Apart from discrediting the use of assignments for assessment,
the copying of assignments also vitiates the
assignments' educational aims.
The typical institutional response is to require that assignments only
form a small part of a student's assessment.
However, such a response is inappropriate
because it either results in trivial assignments or in assignments
which do not adequately repay students in marks
for the effort that they have invested.
Computer based plagiarism detection can restore much of
the confidence in the usefulness of computer-based assignments
because the same computers that students use to do the
assignments can be used to automate the testing
of the assignments, and then the detection of similarities
among the submissions.
Plagiarism versus Cooperation
Setting aside the issue of group assignments (where a different
set of issues arise to do with the equitable division of labour),
students are encouraged to discuss their work with other
students, e.g. the merits of particular data-structure choices.

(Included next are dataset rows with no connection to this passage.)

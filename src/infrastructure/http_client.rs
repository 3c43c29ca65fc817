use async_trait::async_trait;
use std::time::Duration;

use crate::domain::DomainError;

/// Trait for HTTP client operations (for mocking)
#[async_trait]
pub trait HttpClientTrait: Send + Sync + std::fmt::Debug {
    async fn get_json(
        &self,
        url: &str,
        headers: Vec<(&str, &str)>,
        query: Vec<(&str, String)>,
    ) -> Result<serde_json::Value, DomainError>;

    async fn post_json(
        &self,
        url: &str,
        headers: Vec<(&str, &str)>,
        body: &serde_json::Value,
    ) -> Result<serde_json::Value, DomainError>;
}

/// Real HTTP client using reqwest
#[derive(Debug, Clone)]
pub struct HttpClient {
    client: reqwest::Client,
}

impl HttpClient {
    pub fn new() -> Self {
        Self {
            client: reqwest::Client::new(),
        }
    }

    pub fn with_timeout(timeout: Duration) -> Result<Self, DomainError> {
        let client = reqwest::Client::builder()
            .timeout(timeout)
            .build()
            .map_err(|e| {
                DomainError::configuration(format!("Failed to build HTTP client: {}", e))
            })?;

        Ok(Self { client })
    }

    async fn read_json(response: reqwest::Response) -> Result<serde_json::Value, DomainError> {
        if !response.status().is_success() {
            let status = response.status();
            let error_body = response.text().await.unwrap_or_default();
            return Err(DomainError::provider(
                "http",
                format!("HTTP {}: {}", status, error_body),
            ));
        }

        response
            .json()
            .await
            .map_err(|e| DomainError::provider("http", format!("Failed to parse response: {}", e)))
    }
}

impl Default for HttpClient {
    fn default() -> Self {
        Self::new()
    }
}

#[async_trait]
impl HttpClientTrait for HttpClient {
    async fn get_json(
        &self,
        url: &str,
        headers: Vec<(&str, &str)>,
        query: Vec<(&str, String)>,
    ) -> Result<serde_json::Value, DomainError> {
        let mut request = self.client.get(url);

        for (key, value) in headers {
            request = request.header(key, value);
        }
        if !query.is_empty() {
            request = request.query(&query);
        }

        let response = request
            .send()
            .await
            .map_err(|e| DomainError::provider("http", format!("Request failed: {}", e)))?;

        Self::read_json(response).await
    }

    async fn post_json(
        &self,
        url: &str,
        headers: Vec<(&str, &str)>,
        body: &serde_json::Value,
    ) -> Result<serde_json::Value, DomainError> {
        let mut request = self.client.post(url);

        for (key, value) in headers {
            request = request.header(key, value);
        }

        let response = request
            .json(body)
            .send()
            .await
            .map_err(|e| DomainError::provider("http", format!("Request failed: {}", e)))?;

        Self::read_json(response).await
    }
}

#[cfg(test)]
pub mod mock {
    use super::*;
    use std::collections::HashMap;
    use std::sync::RwLock;

    /// Canned responses keyed by URL (query parameters are not part of the key)
    #[derive(Debug, Default)]
    pub struct MockHttpClient {
        responses: RwLock<HashMap<String, serde_json::Value>>,
        errors: RwLock<HashMap<String, String>>,
        requests: RwLock<Vec<String>>,
    }

    impl MockHttpClient {
        pub fn new() -> Self {
            Self::default()
        }

        pub fn with_response(self, url: impl Into<String>, response: serde_json::Value) -> Self {
            self.responses.write().unwrap().insert(url.into(), response);
            self
        }

        pub fn with_error(self, url: impl Into<String>, error: impl Into<String>) -> Self {
            self.errors.write().unwrap().insert(url.into(), error.into());
            self
        }

        /// URLs requested so far, in order
        pub fn requested_urls(&self) -> Vec<String> {
            self.requests.read().unwrap().clone()
        }

        fn respond(&self, url: &str) -> Result<serde_json::Value, DomainError> {
            self.requests.write().unwrap().push(url.to_string());

            if let Some(error) = self.errors.read().unwrap().get(url) {
                return Err(DomainError::provider("mock", error));
            }

            self.responses
                .read()
                .unwrap()
                .get(url)
                .cloned()
                .ok_or_else(|| {
                    DomainError::provider("mock", format!("No mock response for {}", url))
                })
        }
    }

    #[async_trait]
    impl HttpClientTrait for MockHttpClient {
        async fn get_json(
            &self,
            url: &str,
            _headers: Vec<(&str, &str)>,
            _query: Vec<(&str, String)>,
        ) -> Result<serde_json::Value, DomainError> {
            self.respond(url)
        }

        async fn post_json(
            &self,
            url: &str,
            _headers: Vec<(&str, &str)>,
            _body: &serde_json::Value,
        ) -> Result<serde_json::Value, DomainError> {
            self.respond(url)
        }
    }
}

#[cfg(test)]
mod tests {
    use super::*;
    use serde_json::json;
    use wiremock::matchers::{header, method, path, query_param};
    use wiremock::{Mock, MockServer, ResponseTemplate};

    #[tokio::test]
    async fn test_get_json_sends_headers_and_query() {
        let server = MockServer::start().await;
        Mock::given(method("GET"))
            .and(path("/latest"))
            .and(query_param("from", "USD"))
            .and(header("accept", "application/json"))
            .respond_with(ResponseTemplate::new(200).set_body_json(json!({"ok": true})))
            .mount(&server)
            .await;

        let client = HttpClient::new();
        let body = client
            .get_json(
                &format!("{}/latest", server.uri()),
                vec![("Accept", "application/json")],
                vec![("from", "USD".to_string())],
            )
            .await
            .unwrap();

        assert_eq!(body, json!({"ok": true}));
    }

    #[tokio::test]
    async fn test_error_status_is_provider_error() {
        let server = MockServer::start().await;
        Mock::given(method("POST"))
            .respond_with(ResponseTemplate::new(503).set_body_string("unavailable"))
            .mount(&server)
            .await;

        let client = HttpClient::with_timeout(Duration::from_secs(5)).unwrap();
        let err = client
            .post_json(&server.uri(), vec![], &json!({}))
            .await
            .unwrap_err();

        assert!(err.to_string().contains("503"));
    }
}
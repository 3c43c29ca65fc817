//! Infrastructure layer - External service implementations

pub mod agents;
pub mod currency;
pub mod http_client;
pub mod llm;
pub mod logging;
pub mod metrics;
pub mod plan_task;
pub mod services;
pub mod weather;
pub mod workflow;
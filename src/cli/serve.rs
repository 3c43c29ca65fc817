//! Serve command - runs the HTTP API

use std::net::SocketAddr;
use std::time::Duration;

use axum::Router;
use tokio::net::TcpListener;
use tokio::signal;
use tracing::{error, info};

use crate::api::{create_router_with_state, AppState};
use crate::config::AppConfig;
use crate::infrastructure::metrics::{create_metrics_router, init_metrics, PrometheusMetrics};

/// Run the API server until Ctrl+C or SIGTERM
pub async fn run() -> anyhow::Result<()> {
    let config = super::bootstrap();

    let state = crate::create_app_state_with_config(&config).await?;
    let cleanup = crate::spawn_cleanup_task(
        state.travel_plans.clone(),
        Duration::from_secs(config.plans.cleanup_interval_secs.max(1)),
    );

    let metrics = init_metrics(&config.metrics);
    let app = create_app(state, metrics, &config.metrics.path);

    let addr = build_socket_addr(&config)?;
    info!("Starting API server on {}", addr);

    let listener = TcpListener::bind(addr).await?;

    axum::serve(listener, app)
        .with_graceful_shutdown(shutdown_signal())
        .await?;

    cleanup.abort();
    info!("API server shutdown complete");

    Ok(())
}

async fn shutdown_signal() {
    let ctrl_c = async {
        if let Err(e) = signal::ctrl_c().await {
            error!(error = %e, "Failed to listen for Ctrl+C");
            std::future::pending::<()>().await;
        }
    };

    #[cfg(unix)]
    let terminate = async {
        match signal::unix::signal(signal::unix::SignalKind::terminate()) {
            Ok(mut stream) => {
                stream.recv().await;
            }
            Err(e) => {
                error!(error = %e, "Failed to install SIGTERM handler");
                std::future::pending::<()>().await;
            }
        }
    };

    #[cfg(not(unix))]
    let terminate = std::future::pending::<()>();

    tokio::select! {
        _ = ctrl_c => {
            info!("Received Ctrl+C, initiating graceful shutdown");
        }
        _ = terminate => {
            info!("Received SIGTERM, initiating graceful shutdown");
        }
    }
}

fn build_socket_addr(config: &AppConfig) -> anyhow::Result<SocketAddr> {
    Ok(SocketAddr::from((
        config.server.host.parse::<std::net::IpAddr>()?,
        config.server.port,
    )))
}

/// API routes plus the metrics endpoint when enabled
fn create_app(state: AppState, metrics: Option<PrometheusMetrics>, metrics_path: &str) -> Router {
    let router = create_router_with_state(state);

    match metrics {
        Some(m) => router.merge(create_metrics_router(m, metrics_path)),
        None => router,
    }
}
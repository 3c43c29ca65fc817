//! Planning agents
//!
//! Each agent pairs a fixed persona (sent as the system instructions) with
//! prompt templates for its task. Agents that own a lookup collaborator
//! (currency, weather) expose the raw lookup alongside the advice call.

mod budget_optimizer;
mod currency_converter;
mod itinerary_planner;
mod local_knowledge;
mod weather_advisor;

pub use budget_optimizer::BudgetOptimizerAgent;
pub use currency_converter::CurrencyConverterAgent;
pub use itinerary_planner::{weather_summary, ItineraryPlannerAgent};
pub use local_knowledge::LocalKnowledgeAgent;
pub use weather_advisor::WeatherAdvisorAgent;

/// Joins interest tags for prompt text
fn join_interests(interests: &[String]) -> String {
    interests.join(", ")
}

#[cfg(test)]
mod tests {
    use super::*;

    #[test]
    fn test_join_interests() {
        assert_eq!(join_interests(&[]), "");
        assert_eq!(
            join_interests(&["food".to_string(), "museums".to_string()]),
            "food, museums"
        );
    }
}
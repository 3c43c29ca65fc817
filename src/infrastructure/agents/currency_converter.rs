use std::sync::Arc;

use rust_decimal::Decimal;
use tracing::{debug, info};

use crate::domain::{CurrencyConversion, CurrencyService, DomainError, TextGenerator};

const INSTRUCTIONS: &str = "You are a currency conversion specialist. Convert budgets to local \
currencies, provide exchange rate information, suggest optimal currency strategies, and explain \
exchange fees. Help travelers understand their spending power.";

const FALLBACK_ADVICE: &str = "Unable to generate currency advice.";

/// Converts the travel budget and explains what it buys locally
#[derive(Debug, Clone)]
pub struct CurrencyConverterAgent {
    currency: Arc<dyn CurrencyService>,
    generator: Arc<dyn TextGenerator>,
}

impl CurrencyConverterAgent {
    pub const AGENT_TYPE: &'static str = "CurrencyConverter";

    pub fn new(currency: Arc<dyn CurrencyService>, generator: Arc<dyn TextGenerator>) -> Self {
        Self {
            currency,
            generator,
        }
    }

    pub async fn convert_budget(
        &self,
        amount: Decimal,
        from: &str,
        to: &str,
    ) -> Result<CurrencyConversion, DomainError> {
        info!(%amount, from, to, "Converting budget");
        self.currency.convert_amount(amount, from, to).await
    }

    /// Conversion followed by free-form advice about money at the destination
    pub async fn currency_advice(
        &self,
        amount: Decimal,
        from: &str,
        to: &str,
        destination: &str,
    ) -> Result<String, DomainError> {
        let conversion = self.convert_budget(amount, from, to).await?;
        let prompt = build_advice_prompt(destination, &conversion);

        debug!(destination, agent = Self::AGENT_TYPE, "Requesting currency advice");

        let answer = self.generator.generate(INSTRUCTIONS, &prompt).await?;
        Ok(answer.unwrap_or_else(|| FALLBACK_ADVICE.to_string()))
    }
}

fn build_advice_prompt(destination: &str, conversion: &CurrencyConversion) -> String {
    format!(
        "Provide currency advice for a traveler going to {destination}:\n\
         \n\
         Budget: {summary}\n\
         \n\
         Please advise on:\n\
         1. Current exchange rate and what it means for their budget\n\
         2. Best practices for currency exchange (before travel vs. at destination)\n\
         3. Typical costs in {destination} to help them understand their spending power\n\
         4. Any currency-related tips or warnings for {destination}",
        destination = destination,
        summary = conversion.summary(),
    )
}
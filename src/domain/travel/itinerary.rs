//! Final travel plan artifact

use chrono::NaiveDate;
use rust_decimal::Decimal;
use serde::{Deserialize, Serialize};

use super::BudgetBreakdown;

#[derive(Debug, Clone, PartialEq, Serialize, Deserialize)]
#[serde(rename_all = "camelCase")]
pub struct Activity {
    pub location: String,
    pub description: String,
    pub estimated_cost: Decimal,
}

impl Activity {
    pub fn new(location: impl Into<String>, description: impl Into<String>) -> Self {
        Self {
            location: location.into(),
            description: description.into(),
            estimated_cost: Decimal::ZERO,
        }
    }

    pub fn with_cost(mut self, cost: Decimal) -> Self {
        self.estimated_cost = cost;
        self
    }
}

/// One day of the trip with up to four activity slots
#[derive(Debug, Clone, PartialEq, Serialize, Deserialize)]
#[serde(rename_all = "camelCase")]
pub struct DayPlan {
    pub day_number: u32,
    pub date: NaiveDate,
    pub theme: String,
    #[serde(skip_serializing_if = "Option::is_none")]
    pub morning: Option<Activity>,
    #[serde(skip_serializing_if = "Option::is_none")]
    pub lunch: Option<Activity>,
    #[serde(skip_serializing_if = "Option::is_none")]
    pub afternoon: Option<Activity>,
    #[serde(skip_serializing_if = "Option::is_none")]
    pub dinner: Option<Activity>,
}

impl DayPlan {
    pub fn new(day_number: u32, date: NaiveDate, theme: impl Into<String>) -> Self {
        Self {
            day_number,
            date,
            theme: theme.into(),
            morning: None,
            lunch: None,
            afternoon: None,
            dinner: None,
        }
    }

    pub fn with_morning(mut self, activity: Activity) -> Self {
        self.morning = Some(activity);
        self
    }
}

#[derive(Debug, Clone, PartialEq, Eq, Serialize, Deserialize)]
#[serde(rename_all = "camelCase")]
pub struct EmergencyInfo {
    pub local_emergency_number: String,
    pub nearest_embassy: String,
    pub healthcare_info: String,
}

impl EmergencyInfo {
    pub fn for_destination(destination: &str) -> Self {
        Self {
            local_emergency_number: "112 (EU) or 911 (US/Canada)".to_string(),
            nearest_embassy: format!("Contact your embassy in {}", destination),
            healthcare_info: "Travel with comprehensive health insurance.".to_string(),
        }
    }
}

/// Complete plan returned by a successful run
#[derive(Debug, Clone, PartialEq, Serialize, Deserialize)]
#[serde(rename_all = "camelCase")]
pub struct TravelItinerary {
    pub task_id: String,
    pub destination: String,
    pub start_date: NaiveDate,
    pub end_date: NaiveDate,
    pub daily_plans: Vec<DayPlan>,
    pub budget: BudgetBreakdown,
    pub travel_tips: Vec<String>,
    pub packing_list: Vec<String>,
    pub emergency_info: EmergencyInfo,
}
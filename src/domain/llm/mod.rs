//! LLM provider domain models and traits

mod message;
mod provider;
mod request;
mod response;
mod text_generator;

pub use message::{Message, MessageRole};
pub use provider::LlmProvider;
pub use request::{LlmRequest, LlmRequestBuilder};
pub use response::{FinishReason, LlmResponse, Usage};
pub use text_generator::TextGenerator;

#[cfg(test)]
pub use provider::mock::MockLlmProvider;
#[cfg(test)]
pub use text_generator::mock::MockTextGenerator;
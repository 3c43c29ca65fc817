use serde::{Deserialize, Serialize};

use super::Message;

/// Reason why the generation finished
#[derive(Debug, Clone, PartialEq, Eq, Serialize, Deserialize)]
#[serde(rename_all = "snake_case")]
pub enum FinishReason {
    Stop,
    Length,
    ContentFilter,
    ToolCalls,
    Error,
}

impl FinishReason {
    /// Map a provider finish reason string (OpenAI wire format)
    pub fn parse(reason: &str) -> Self {
        match reason {
            "stop" => Self::Stop,
            "length" => Self::Length,
            "content_filter" => Self::ContentFilter,
            "tool_calls" | "function_call" => Self::ToolCalls,
            _ => Self::Stop,
        }
    }
}

/// Token usage statistics
#[derive(Debug, Clone, Default, Serialize, Deserialize)]
pub struct Usage {
    pub prompt_tokens: u32,
    pub completion_tokens: u32,
    pub total_tokens: u32,
}

impl Usage {
    pub fn new(prompt_tokens: u32, completion_tokens: u32) -> Self {
        Self {
            prompt_tokens,
            completion_tokens,
            total_tokens: prompt_tokens + completion_tokens,
        }
    }
}

/// Response from an LLM provider
#[derive(Debug, Clone, Serialize, Deserialize)]
pub struct LlmResponse {
    pub id: String,
    pub model: String,
    pub message: Message,
    pub finish_reason: Option<FinishReason>,
    pub usage: Option<Usage>,
}

impl LlmResponse {
    pub fn new(id: String, model: String, message: Message) -> Self {
        Self {
            id,
            model,
            message,
            finish_reason: None,
            usage: None,
        }
    }

    pub fn with_finish_reason(mut self, reason: FinishReason) -> Self {
        self.finish_reason = Some(reason);
        self
    }

    pub fn with_usage(mut self, usage: Usage) -> Self {
        self.usage = Some(usage);
        self
    }

    /// Generated text, `None` when the model produced nothing usable
    pub fn content(&self) -> Option<&str> {
        let text = self.message.content_text();
        if text.trim().is_empty() {
            None
        } else {
            Some(text)
        }
    }
}

#[cfg(test)]
mod tests {
    use super::*;

    #[test]
    fn test_usage_calculation() {
        let usage = Usage::new(10, 20);
        assert_eq!(usage.total_tokens, 30);
    }

    #[test]
    fn test_response_content() {
        let response = LlmResponse::new(
            "id-123".to_string(),
            "gpt-4o".to_string(),
            Message::assistant("Bonjour!"),
        );

        assert_eq!(response.content(), Some("Bonjour!"));
    }

    #[test]
    fn test_blank_content_is_no_answer() {
        let response = LlmResponse::new(
            "id-123".to_string(),
            "gpt-4o".to_string(),
            Message::assistant("   "),
        );

        assert_eq!(response.content(), None);
    }

    #[test]
    fn test_parse_finish_reason() {
        assert_eq!(FinishReason::parse("length"), FinishReason::Length);
        assert_eq!(FinishReason::parse("function_call"), FinishReason::ToolCalls);
        assert_eq!(FinishReason::parse("unknown"), FinishReason::Stop);
    }
}
use std::sync::Arc;

use tracing::debug;

use super::join_interests;
use crate::domain::travel::format_grouped;
use crate::domain::{DomainError, TextGenerator, TravelPlanRequest, WeatherForecast};

const INSTRUCTIONS: &str = "You are an expert travel itinerary planner. Create detailed day-by-day \
plans with specific timing, realistic travel times, actual venues, meal recommendations, and \
weather considerations. Balance popular sites with hidden gems. Match activities to interests \
and travel style.";

const FALLBACK_ITINERARY: &str = "Unable to generate itinerary.";
const NO_FORECAST: &str = "Weather forecast not available";

const DAY_STRUCTURE: &str = "Please create a comprehensive day-by-day itinerary with the following structure for EACH day:

DAY [X] - [Date] - [Theme/Focus]

MORNING (9:00 AM - 12:00 PM):
- Activity: [Specific venue/attraction name]
- Description: [What to do and why it's special]
- Duration: [How long to spend]
- Cost estimate: $[amount]
- Weather consideration: [Adjust for forecast if needed]

LUNCH (12:00 PM - 1:30 PM):
- Restaurant/Area: [Specific recommendation]
- Cuisine: [Type of food]
- Description: [Why this choice]
- Cost estimate: $[amount]

AFTERNOON (2:00 PM - 6:00 PM):
- Activity: [Specific venue/attraction name]
- Description: [What to do and why it's special]
- Duration: [How long to spend]
- Cost estimate: $[amount]
- Weather consideration: [Adjust for forecast if needed]

DINNER (7:00 PM - 9:00 PM):
- Restaurant/Area: [Specific recommendation]
- Cuisine: [Type of food]
- Description: [Why this choice]
- Cost estimate: $[amount]

EVENING (9:00 PM - 11:00 PM) [Optional]:
- Activity: [Nightlife, shows, or relaxation]
- Description: [What to do]
- Cost estimate: $[amount]

DAILY TIPS:
- [Transportation advice for the day]
- [Any reservations needed]
- [Weather-specific tips]
- [Time-saving suggestions]

---";

/// Writes the day-by-day plan from the gathered context
#[derive(Debug, Clone)]
pub struct ItineraryPlannerAgent {
    generator: Arc<dyn TextGenerator>,
}

impl ItineraryPlannerAgent {
    pub const AGENT_TYPE: &'static str = "ItineraryPlanner";

    pub fn new(generator: Arc<dyn TextGenerator>) -> Self {
        Self { generator }
    }

    /// Free-form itinerary text; the fallback sentence when the model is silent
    pub async fn create_itinerary(
        &self,
        request: &TravelPlanRequest,
        forecasts: &[WeatherForecast],
        local_knowledge: &str,
    ) -> Result<String, DomainError> {
        let prompt = build_prompt(request, &weather_summary(forecasts), local_knowledge);

        debug!(
            destination = request.destination(),
            days = request.trip_days(),
            agent = Self::AGENT_TYPE,
            "Requesting itinerary"
        );

        let answer = self.generator.generate(INSTRUCTIONS, &prompt).await?;
        Ok(answer.unwrap_or_else(|| FALLBACK_ITINERARY.to_string()))
    }
}

/// One line per calendar date, taken from the first period of that date:
/// `Jun 01: 78°F, Sunny`
pub fn weather_summary(forecasts: &[WeatherForecast]) -> String {
    if forecasts.is_empty() {
        return NO_FORECAST.to_string();
    }

    let mut seen = Vec::new();
    let mut lines = Vec::new();
    for forecast in forecasts {
        let date = forecast.calendar_date();
        if seen.contains(&date) {
            continue;
        }
        seen.push(date);
        lines.push(format!(
            "{}: {}°{}, {}",
            date.format("%b %d"),
            forecast.temperature,
            forecast.temperature_unit,
            forecast.short_forecast
        ));
    }

    lines.join("\n")
}

/// Whole dollars with thousands separators
fn dollars(request: &TravelPlanRequest) -> String {
    format_grouped(request.budget(), 0)
}

fn build_prompt(request: &TravelPlanRequest, weather: &str, local_knowledge: &str) -> String {
    let days = request.trip_days();
    let destination = request.destination();
    let interests = join_interests(request.interests());
    let style = request.travel_style();
    let budget = dollars(request);
    let special = request
        .special_requests()
        .map(|r| format!("- Special Requests: {}", r))
        .unwrap_or_default();

    format!(
        "Create a detailed {days}-day itinerary for {destination}:\n\
         \n\
         TRAVEL DETAILS:\n\
         - Destination: {destination}\n\
         - Dates: {start} to {end} ({days} days)\n\
         - Budget: ${budget} USD\n\
         - Interests: {interests}\n\
         - Travel Style: {style}\n\
         {special}\n\
         \n\
         WEATHER FORECAST:\n\
         {weather}\n\
         \n\
         LOCAL KNOWLEDGE & TIPS:\n\
         {local_knowledge}\n\
         \n\
         {DAY_STRUCTURE}\n\
         \n\
         Please create this detailed structure for all {days} days. Make sure:\n\
         1. Activities match their interests: {interests}\n\
         2. The {style} travel style is reflected\n\
         3. Weather forecast is considered for each day\n\
         4. Budget stays within ${budget}\n\
         5. Include both popular sites and local experiences\n\
         6. Timing is realistic with travel time between locations",
        start = request.start_date().format("%b %d"),
        end = request.end_date().format("%b %d"),
    )
}

#[cfg(test)]
mod tests {
    use super::*;
    use crate::domain::llm::MockTextGenerator;
    use chrono::NaiveDate;
    use rust_decimal_macros::dec;

    fn at(day: u32, hour: u32) -> chrono::NaiveDateTime {
        NaiveDate::from_ymd_opt(2025, 6, day)
            .unwrap()
            .and_hms_opt(hour, 0, 0)
            .unwrap()
    }

    fn request() -> TravelPlanRequest {
        TravelPlanRequest::new(
            "Paris, France",
            NaiveDate::from_ymd_opt(2025, 6, 1).unwrap(),
            NaiveDate::from_ymd_opt(2025, 6, 3).unwrap(),
            dec!(3000),
        )
        .with_interests(["museums", "hiking"])
        .with_travel_style("luxury")
    }

    #[test]
    fn test_weather_summary_first_period_per_date() {
        let forecasts = vec![
            WeatherForecast::new(at(1, 6), 78, "Sunny"),
            WeatherForecast::new(at(1, 18), 60, "Clear"),
            WeatherForecast::new(at(2, 6), 70, "Rain Showers"),
        ];

        assert_eq!(
            weather_summary(&forecasts),
            "Jun 01: 78°F, Sunny\nJun 02: 70°F, Rain Showers"
        );
    }

    #[test]
    fn test_weather_summary_empty() {
        assert_eq!(weather_summary(&[]), "Weather forecast not available");
    }

    #[tokio::test]
    async fn test_create_itinerary_prompt() {
        let generator = Arc::new(MockTextGenerator::answering("DAY 1 - Louvre"));
        let agent = ItineraryPlannerAgent::new(generator.clone());

        let text = agent
            .create_itinerary(&request(), &[], "Cafés open late.")
            .await
            .unwrap();

        assert_eq!(text, "DAY 1 - Louvre");
        let prompt = &generator.prompts()[0];
        assert!(prompt.starts_with("Create a detailed 3-day itinerary for Paris, France:"));
        assert!(prompt.contains("- Dates: Jun 01 to Jun 03 (3 days)"));
        assert!(prompt.contains("- Budget: $3,000 USD"));
        assert!(prompt.contains("- Interests: museums, hiking"));
        assert!(prompt.contains("- Travel Style: luxury"));
        assert!(!prompt.contains("Special Requests"));
        assert!(prompt.contains("WEATHER FORECAST:\nWeather forecast not available"));
        assert!(prompt.contains("LOCAL KNOWLEDGE & TIPS:\nCafés open late."));
        assert!(prompt.contains("2. The luxury travel style is reflected"));
        assert!(prompt.contains("4. Budget stays within $3,000"));
    }

    #[tokio::test]
    async fn test_special_requests_line() {
        let generator = Arc::new(MockTextGenerator::answering("ok"));
        let agent = ItineraryPlannerAgent::new(generator.clone());
        let request = request().with_special_requests("vegetarian");

        agent.create_itinerary(&request, &[], "").await.unwrap();

        assert!(generator.prompts()[0].contains("- Special Requests: vegetarian"));
    }

    #[tokio::test]
    async fn test_fallback_text() {
        let agent = ItineraryPlannerAgent::new(Arc::new(MockTextGenerator::silent()));
        let text = agent.create_itinerary(&request(), &[], "").await.unwrap();
        assert_eq!(text, "Unable to generate itinerary.");
    }
}
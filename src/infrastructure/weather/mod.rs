//! Weather-forecast lookup implementations

mod nws;

pub use nws::NwsWeatherService;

With this in mind, and given that students will be attempting
the same task in the same language, low level similarlities are bound
to arise.
However, in the same way that two people, given the same topic and
a lexicon will none-the-less write very different essays,
the similarities due to discussion tend to dissipate remarably quickly.
The situation is very different when students have seen other's
work, because even if they hand back the source texts - unlikely anyway - it is
almost inevitable that they will reproduce the original, because if they
had any strong ideas about how to tackle the assignment, they would
not be need the crutch!
Plagiarism versus Accidental Similarity
Parker and Hamblen (1982) define software plagiarism
as: a program which has been produced from another
program with a small number of routine changes.
In practice, if one program can be transformed
into another simply through use of editor operations (such as global
substitutions) or by
exploiting synonymous expressions provided by the programming language,
then a prima facie case of plagiarism has been found and should be
examined further.
Note that neither ploy requires a knowledge of the problem being solved
by the source program.
Note also that this is also the level at which optimizing compilers operate.
YAP
YAP, which stands for Yet Aanother Plague, is a series
of systems which follow a common pattern.
YAP3 is the current version.
In the first stage, which is common to all three systems, source texts
are tokenized.
In particular:
- Comments and string-constants are removed.
- Uppper-case letters are translated to lower-case .
- A range of synonyms are mapped to a common form.
- If possible, the functions/procedures are expanded in calling order.
- All tokens that are not in the lexicon for the language are removed.
The real difference between the three systems is primarily in their
respective second, O(n2), stages:
A paper which appeared in the First Australian Conference on
Computer Science Education, Sydney University, July 3-5, 1996,
http://www.pam1.bcs.uwa.edu.au/~michaelw/ftp/doc/yap_vs_acm.ps
compares the YAP approach with two others from the literature, both
of which involve attribute-counting, i.e. comparison of
various statistics from the source texts.
Obtaining YAP
At http://www.pam1.bcs.uwa.edu.au/~michaelw/ftp/src/YAP.distibution.tar.gz
you will find tar file containing tokenizers for Pascal, C and LISP, plus YAP1,
YAP2 and YAP3, is available for ftp.